Back at the East Spike Camp, the food arrived at about 7 p.m., and the first fire crew followed at 7:30 p.m.
After arriving at the cafeteria, the firefighters immediately walked to the restrooms, cleaned up and then were served dinner.
Rhodina Tsosie, crew boss of the Hopi 1 Initial Attack team from Kykotsmovi Village, Ariz., arrived with the 20-man crew after working on the north side of the fire. Crews completed hot spot work, removing debris, chasing spot fires and putting in hand lines — a tool used to suppress the fire.
“It's pretty rough, thick terrain, a lot of dead and down vegetation,” Tsosie said, adding that what helped the crew was coming across areas that were prescribed burned in previous years.
With the crew working more than eight hours, they look forward to “a hot meal” and “a good place to sleep” at the end of the day, she said.
“Most of the guys, they call home and check on their families,” she said.
Wednesday evening's update from incident command stated Wednesday would be the final shift for firefighters. They are expected to monitor the fire along Road 8093.
Jared Thornburg, the engine boss with the Farmington Fire Department, is one of three fire personnel Farmington sent to fight the fire, along with one bush truck.

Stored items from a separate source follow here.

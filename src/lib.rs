pub mod config;
pub mod device;
pub mod display;
pub mod error;
pub mod host;
pub mod schema;
pub mod state;

use std::sync::Arc;

use tracing::{debug, error, info, warn};

use config::SurfaceConfig;
use device::{Capabilities, EventSubscription, PanelEvent, PanelHardware, PanelInfo, SurfaceManager};
use display::RgbColor;
use error::DetachReason;
use host::SurfaceHost;
use state::DeviceConfig;

/// One attached X-keys panel as seen by the host
///
/// Owns the panel for its whole life: the event subscription is dropped on
/// the first fatal event or on shutdown, and the hardware is closed exactly
/// once.
pub struct XkeysSurface<H: PanelHardware> {
    manager: SurfaceManager<H>,
    host: Arc<dyn SurfaceHost>,
    subscription: Option<EventSubscription>,
    closed: bool,
}

impl<H: PanelHardware> XkeysSurface<H> {
    pub fn new(
        surface_id: impl Into<String>,
        hardware: H,
        subscription: EventSubscription,
        host: Arc<dyn SurfaceHost>,
    ) -> Self {
        let manager = SurfaceManager::new(surface_id, hardware, Arc::clone(&host));

        Self {
            manager,
            host,
            subscription: Some(subscription),
            closed: false,
        }
    }

    pub fn surface_id(&self) -> &str {
        self.manager.surface_id()
    }

    pub fn product_name(&self) -> String {
        format!("XKeys {}", self.manager.info().name)
    }

    pub fn info(&self) -> &PanelInfo {
        self.manager.info()
    }

    pub fn capabilities(&self) -> Capabilities {
        self.manager.capabilities()
    }

    pub fn config(&self) -> DeviceConfig {
        self.manager.config()
    }

    pub fn manager(&self) -> &SurfaceManager<H> {
        &self.manager
    }

    /// Still receiving panel events
    pub fn is_attached(&self) -> bool {
        self.subscription.is_some()
    }

    /// Start from a dark panel
    pub async fn initialize(&mut self) {
        info!(surface = %self.surface_id(), "Initializing {}", self.product_name());

        let failed = self.manager.blank();
        if failed > 0 {
            debug!(surface = %self.surface_id(), "{} buttons could not be blanked", failed);
        }
    }

    /// Apply host config and resync brightness with it
    pub async fn reconfigure(&mut self, config: SurfaceConfig) {
        self.manager.set_illuminate_pressed(config.illuminate_pressed);

        let brightness = self.manager.config().brightness_percent;
        self.manager.set_brightness(brightness);
    }

    pub async fn set_brightness(&mut self, percent: u8) {
        self.manager.set_brightness(percent);
    }

    pub fn draw(&mut self, control_id: &str, color: RgbColor) {
        self.manager.draw(control_id, color);
    }

    /// Draw a color given as host text (`#RRGGBB` or `RRGGBB`)
    pub fn draw_str(&mut self, control_id: &str, color: &str) {
        match color.parse::<RgbColor>() {
            Ok(color) => self.manager.draw(control_id, color),
            Err(e) => {
                debug!(surface = %self.surface_id(), "Ignoring draw to {}: {}", control_id, e)
            }
        }
    }

    /// Wait for the next panel event
    ///
    /// Returns `None` once detached or when the transport hangs up.
    pub async fn next_event(&mut self) -> Option<PanelEvent> {
        self.subscription.as_mut()?.recv().await
    }

    pub fn handle_event(&mut self, event: PanelEvent) {
        if !self.is_attached() {
            debug!(surface = %self.surface_id(), "Dropping event after detach: {:?}", event);
            return;
        }

        if let Some(reason) = self.manager.handle_event(event) {
            self.detach(reason);
        }
    }

    /// Handle every event already queued, without waiting
    pub fn pump(&mut self) -> usize {
        let mut handled = 0;
        while let Some(event) = self.subscription.as_mut().and_then(|s| s.try_recv()) {
            self.handle_event(event);
            handled += 1;
        }
        handled
    }

    /// Deliver events until the panel goes away
    pub async fn run(&mut self) {
        while let Some(event) = self.next_event().await {
            self.handle_event(event);
        }

        if self.is_attached() {
            // Transport dropped its sender without saying goodbye
            self.detach(DetachReason::Disconnected);
        }
    }

    fn detach(&mut self, reason: DetachReason) {
        let Some(subscription) = self.subscription.take() else {
            return;
        };
        subscription.unsubscribe();

        match &reason {
            DetachReason::Disconnected => {
                warn!(surface = %self.surface_id(), "{}", reason)
            }
            DetachReason::Transport(_) => {
                error!(surface = %self.surface_id(), "{}", reason)
            }
        }
        self.host.detach(reason);
    }

    /// Blank the panel and release it
    ///
    /// Safe to call more than once; the hardware is only closed the first
    /// time.
    pub async fn shutdown(&mut self) {
        if self.closed {
            return;
        }
        info!(surface = %self.surface_id(), "Shutting down {}", self.product_name());

        // Best effort, the panel may already be gone
        self.manager.blank();

        if let Some(subscription) = self.subscription.take() {
            subscription.unsubscribe();
        }

        self.closed = true;
        if let Err(e) = self.manager.hardware_mut().close() {
            debug!(surface = %self.surface_id(), "Failed to close panel: {}", e);
        }

        info!(surface = %self.surface_id(), "Shutdown complete");
    }
}
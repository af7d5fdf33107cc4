mod manager;

pub use manager::{ColorCache, DeviceConfig, PanelState};
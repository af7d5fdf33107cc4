use thiserror::Error;

/// Failure of a single write to the panel hardware
#[derive(Debug, Clone, PartialEq, Eq, Error)]
pub enum HardwareError {
    #[error("button {0} is not addressable")]
    InvalidButton(u32),
    #[error("panel write failed: {0}")]
    Write(String),
    #[error("panel is closed")]
    Closed,
}

/// A control id that is not of the form `<row>/<column>`
#[derive(Debug, Clone, PartialEq, Eq, Error)]
pub enum ControlIdError {
    #[error("malformed control id: {0:?}")]
    Malformed(String),
}

#[derive(Debug, Clone, PartialEq, Eq, Error)]
#[error("unrecognised color: {0:?}")]
pub struct ColorParseError(pub String);

/// Why a surface asked the host to detach it
#[derive(Debug, Clone, PartialEq, Eq, Error)]
pub enum DetachReason {
    #[error("X-keys panel disconnected")]
    Disconnected,
    #[error("X-keys error: {0}")]
    Transport(String),
}
//! Callbacks into the host application

use crate::error::DetachReason;

/// Notifications a surface sends to its host
///
/// Shared with the jog reset task, hence `Send + Sync`.
pub trait SurfaceHost: Send + Sync {
    fn key_down(&self, control_id: &str);

    fn key_up(&self, control_id: &str);

    fn push_channel_value(&self, channel: &str, value: i32);

    /// The panel is gone; the host should drop the surface
    fn detach(&self, reason: DetachReason);
}
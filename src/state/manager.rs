use std::collections::HashSet;

use serde::{Deserialize, Serialize};

use crate::device::{DeviceIndex, FULL_INTENSITY};
use crate::display::color::RgbColor;

/// Live surface settings replayed by the host
#[derive(Debug, Clone, Copy, PartialEq, Eq, Serialize, Deserialize)]
pub struct DeviceConfig {
    /// Backlight brightness (0-100)
    pub brightness_percent: u8,
    /// Light held keys red and at full intensity
    pub illuminate_pressed: bool,
}

impl Default for DeviceConfig {
    fn default() -> Self {
        Self {
            brightness_percent: 100,
            illuminate_pressed: true,
        }
    }
}

/// Last color the host asked for, per key
///
/// Sized once from the panel and never resized; `None` means the key was
/// never drawn since the last blank.
#[derive(Debug, Clone)]
pub struct ColorCache {
    colors: Vec<Option<RgbColor>>,
}

impl ColorCache {
    pub fn new(button_count: u32) -> Self {
        Self {
            colors: vec![None; button_count as usize],
        }
    }

    pub fn get(&self, index: DeviceIndex) -> Option<RgbColor> {
        index.slot().and_then(|i| self.colors.get(i).copied().flatten())
    }

    pub fn set(&mut self, index: DeviceIndex, color: RgbColor) {
        if let Some(slot) = index.slot().and_then(|i| self.colors.get_mut(i)) {
            *slot = Some(color);
        }
    }

    pub fn clear(&mut self) {
        self.colors.fill(None);
    }

    pub fn len(&self) -> usize {
        self.colors.len()
    }

    pub fn is_empty(&self) -> bool {
        self.colors.is_empty()
    }
}

/// Mutable state of one attached panel
#[derive(Debug, Clone)]
pub struct PanelState {
    pub config: DeviceConfig,
    pressed: HashSet<DeviceIndex>,
    last_colors: ColorCache,
}

impl PanelState {
    pub fn new(button_count: u32) -> Self {
        Self {
            config: DeviceConfig::default(),
            pressed: HashSet::new(),
            last_colors: ColorCache::new(button_count),
        }
    }

    pub fn press(&mut self, index: DeviceIndex) {
        self.pressed.insert(index);
    }

    pub fn release(&mut self, index: DeviceIndex) {
        self.pressed.remove(&index);
    }

    pub fn is_pressed(&self, index: DeviceIndex) -> bool {
        self.pressed.contains(&index)
    }

    pub fn pressed(&self) -> &HashSet<DeviceIndex> {
        &self.pressed
    }

    /// Color to show for a draw request, with the pressed overlay applied
    pub fn displayed_color(&self, index: DeviceIndex, requested: RgbColor) -> RgbColor {
        if self.config.illuminate_pressed && self.is_pressed(index) {
            requested.with_red_maxed()
        } else {
            requested
        }
    }

    pub fn remember_color(&mut self, index: DeviceIndex, color: RgbColor) {
        self.last_colors.set(index, color);
    }

    pub fn last_color(&self, index: DeviceIndex) -> Option<RgbColor> {
        self.last_colors.get(index)
    }

    pub fn last_colors(&self) -> &ColorCache {
        &self.last_colors
    }

    pub fn forget_colors(&mut self) {
        self.last_colors.clear();
    }

    /// Device intensity values for unpressed and pressed keys
    ///
    /// Percent maps linearly onto 0-255, truncating.
    pub fn intensity(&self) -> (u8, u8) {
        let percent = u16::from(self.config.brightness_percent.min(100));
        let scaled = (percent * 255 / 100) as u8;
        let pressed = if self.config.illuminate_pressed {
            FULL_INTENSITY
        } else {
            scaled
        };
        (scaled, pressed)
    }
}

“Today's been better because the weather cooperated,” Thornburg said. “Less winds and a little bit cooler.”
The crew has been providing services since Monday, and they supported hot shot crews with water and worked on spot fires.
Both Tsosie and Thornburg said the firefighter crews appreciate the outpouring of support and donations from various communities.
A typical day for the 250 firefighters at the East Spike Camp starts at 5 a.m. and ends at 10 p.m., said Aaron Ernsberger, base camp manager with the Southwest Area Incident Management Team 3.
Many of the crews hail from Arizona's Blue Ridge, Mormon Lake, Hopi, Fort Apache, Globe and Phoenix and New Mexico's Acoma, Gila, San Juan and Farmington.
Breakfast and dinner are served inside Newcomb Elementary School, while sleeping accommodations are at Newcomb High School. Firefighters also receive sack lunches, and 20 gallons of coffee is typically brewed.
Two additional camps have been established — the Crystal Spike in Crystal and the Incident Command Post in Fort Defiance, Ariz.
Food is catered and then delivered from the incident command post. Among the items on Wednesday's dinner menu were chicken, potatoes, vegetables, tofu, dinner rolls and garbanzo stew. Beverages of iced tea, hot water and raspberry lemonade arrived in octagon-shaped cardboard containers.
Breakfast on Wednesday was sausage patties, eggs, potatoes and cream of wheat while Tuesday's main dish was tacos.